(TO DO): Find the line that contains "by_shape.get(&entry.shape).copied()". Restate it and each following line exactly, through the end of the records.

INFORMATION: Begin

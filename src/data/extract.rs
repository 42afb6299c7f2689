use std::collections::HashMap;
use std::path::Path;

use indexmap::IndexMap;
use serde::{Deserialize, Serialize};

use crate::data::collect::collect_leaves;
use crate::data::model::{Component, Dataset, ElementKind, ValueArray};
use crate::data::source::{GroupHandle, LeafHandle};
use crate::data::table::TableReader;
use crate::error::ExtractError;

// ---------------------------------------------------------------------------
// Extraction options
// ---------------------------------------------------------------------------

/// Which leaves an extraction run considers.
#[derive(Debug, Clone, PartialEq, Eq, Serialize, Deserialize)]
#[serde(rename_all = "lowercase")]
pub enum DatasetSelection {
    /// Every eligible leaf in the container.
    All,
    /// Only the leaves at these fully-qualified paths.
    Paths(Vec<String>),
}

impl DatasetSelection {
    fn selects(&self, path: &str) -> bool {
        match self {
            DatasetSelection::All => true,
            DatasetSelection::Paths(paths) => paths.iter().any(|p| p == path),
        }
    }
}

/// Options for [`build_records`].
#[derive(Debug, Clone, PartialEq, Serialize, Deserialize)]
pub struct ExtractOptions {
    /// Restrict extraction to a subset of leaf paths.
    pub use_datasets: DatasetSelection,
    /// Merge plain leaves that share a shape into one multi-component record.
    pub auto_merge: bool,
}

impl Default for ExtractOptions {
    fn default() -> Self {
        ExtractOptions {
            use_datasets: DatasetSelection::All,
            auto_merge: false,
        }
    }
}

/// Derive a record label base from a source file path: the file stem, or the
/// whole file name when the stem is empty.
pub fn label_base_for(path: &Path) -> String {
    let full_name = path
        .file_name()
        .map(|n| n.to_string_lossy().into_owned())
        .unwrap_or_default();
    match path.file_stem() {
        Some(stem) if !stem.is_empty() => stem.to_string_lossy().into_owned(),
        _ => full_name,
    }
}

// ---------------------------------------------------------------------------
// Bulk extraction: every plain leaf, one common shape
// ---------------------------------------------------------------------------

/// Extract every plain (scalar numeric) leaf under `root`, requiring all of
/// them to share one shape. Returns path → materialized array in traversal
/// order; an empty container yields an empty map, not an error.
///
/// The reference shape is taken from the leaf with the lexicographically
/// smallest path, so the expected/actual roles in
/// [`ExtractError::InconsistentShapes`] do not depend on traversal order.
pub fn extract_plain<G: GroupHandle>(
    root: &G,
) -> Result<IndexMap<String, ValueArray>, ExtractError> {
    let leaves: Vec<_> = collect_leaves(root)?
        .into_iter()
        .filter(|entry| entry.kind.is_plain())
        .collect();

    let Some(reference) = leaves.iter().min_by(|a, b| a.path.cmp(&b.path)) else {
        return Ok(IndexMap::new());
    };
    let reference_shape = reference.shape.clone();

    for entry in &leaves {
        if entry.shape != reference_shape {
            return Err(ExtractError::InconsistentShapes {
                expected: reference_shape.clone(),
                actual: entry.shape.clone(),
                path: entry.path.clone(),
            });
        }
    }

    let mut arrays = IndexMap::with_capacity(leaves.len());
    for entry in leaves {
        let values = entry.leaf.read().map_err(|cause| ExtractError::DatasetRead {
            path: entry.path.clone(),
            cause,
        })?;
        arrays.insert(entry.path, values);
    }
    Ok(arrays)
}

// ---------------------------------------------------------------------------
// Grouping engine: shape-keyed auto-merge into output records
// ---------------------------------------------------------------------------

/// Walk the container under `root` and build one output record per
/// structured leaf and per shape group of plain leaves.
///
/// Every leaf gets the label `"{label_base}[{path}]"`. Structured leaves are
/// decoded by `tables` into one record each, one component per column in
/// column order. Plain leaves either start a new record or, with
/// `auto_merge`, join the record first created for their exact shape; the
/// joining leaf contributes a component named after the leaf itself, not a
/// new output entry.
///
/// The returned sequence is in first-creation order: a record keeps the
/// position of the leaf that created it no matter how many later leaves
/// merge in. Any failure aborts the run; no partial sequence is returned.
pub fn build_records<G, R>(
    root: &G,
    label_base: &str,
    options: &ExtractOptions,
    tables: &R,
) -> Result<Vec<Dataset>, ExtractError>
where
    G: GroupHandle,
    R: TableReader<G::Leaf>,
{
    let mut records: Vec<Dataset> = Vec::new();
    let mut by_shape: HashMap<Vec<usize>, usize> = HashMap::new();

    for entry in collect_leaves(root)? {
        if !options.use_datasets.selects(&entry.path) {
            continue;
        }
        let label = format!("{label_base}[{}]", entry.path);

        match entry.kind {
            ElementKind::Structured => {
                let columns =
                    tables
                        .read_table(&entry.leaf)
                        .map_err(|cause| ExtractError::TabularRead {
                            path: entry.path.clone(),
                            cause,
                        })?;
                let mut data = Dataset::new(label);
                for column in columns {
                    let component = Component {
                        values: column.values,
                        unit: column.unit,
                    };
                    data.add_component(column.name, component);
                }
                records.push(data);
            }
            ElementKind::Float | ElementKind::Integer => {
                let values = entry.leaf.read().map_err(|cause| ExtractError::DatasetRead {
                    path: entry.path.clone(),
                    cause,
                })?;

                let existing = if options.auto_merge {
                    by_shape.get(&entry.shape).copied()
                } else {
                    None
                };
                let target = match existing {
                    Some(idx) => {
                        log::debug!("merging '{}' into '{}'", entry.path, records[idx].label);
                        idx
                    }
                    None => {
                        records.push(Dataset::new(label));
                        by_shape.insert(entry.shape.clone(), records.len() - 1);
                        records.len() - 1
                    }
                };

                // Component labels use the leaf's own name; when two
                // same-named leaves merge, the later one keeps its full path
                // so neither is overwritten.
                let record = &mut records[target];
                let component_label = if record.component(&entry.name).is_some() {
                    entry.path.clone()
                } else {
                    entry.name.clone()
                };
                record.add_component(component_label, Component::new(values));
            }
            ElementKind::Other => {}
        }
    }

    Ok(records)
}

#[cfg(test)]
mod tests {
    use super::*;

    #[test]
    fn label_base_drops_the_extension() {
        assert_eq!(label_base_for(Path::new("/data/run42.h5")), "run42");
        assert_eq!(label_base_for(Path::new("archive.tar.h5")), "archive.tar");
    }

    #[test]
    fn selection_matches_exact_paths() {
        let sel = DatasetSelection::Paths(vec!["/a/b".into()]);
        assert!(sel.selects("/a/b"));
        assert!(!sel.selects("/a"));
        assert!(DatasetSelection::All.selects("/anything"));
    }

    #[test]
    fn default_options_take_everything_unmerged() {
        let opts = ExtractOptions::default();
        assert_eq!(opts.use_datasets, DatasetSelection::All);
        assert!(!opts.auto_merge);
    }
}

INFORMATION: End

(EXERCISE SOLUTION):
                    by_shape.get(&entry.shape).copied()
                } else {
                    None
                };
                let target = match existing {
                    Some(idx) => {
                        log::debug!("merging '{}' into '{}'", entry.path, records[idx].label);
                        idx
                    }
                    None => {
                        records.push(Dataset::new(label));
                        by_shape.insert(entry.shape.clone(), records.len() - 1);
                        records.len() - 1
                    }
                };

                // Component labels use the leaf's own name; when two
                // same-named leaves merge, the later one keeps its full path
                // so neither is overwritten.
                let record = &mut records[target];
                let component_label = if record.component(&entry.name).is_some() {
                    entry.path.clone()
                } else {
                    entry.name.clone()
                };
                record.add_component(component_label, Component::new(values));
            }
            ElementKind::Other => {}
        }
    }

    Ok(records)
}

#[cfg(test)]
mod tests {
    use super::*;

    #[test]
    fn label_base_drops_the_extension() {
        assert_eq!(label_base_for(Path::new("/data/run42.h5")), "run42");
        assert_eq!(label_base_for(Path::new("archive.tar.h5")), "archive.tar");
    }

    #[test]
    fn selection_matches_exact_paths() {
        let sel = DatasetSelection::Paths(vec!["/a/b".into()]);
        assert!(sel.selects("/a/b"));
        assert!(!sel.selects("/a"));
        assert!(DatasetSelection::All.selects("/anything"));
    }

    #[test]
    fn default_options_take_everything_unmerged() {
        let opts = ExtractOptions::default();
        assert_eq!(opts.use_datasets, DatasetSelection::All);
        assert!(!opts.auto_merge);
    }
}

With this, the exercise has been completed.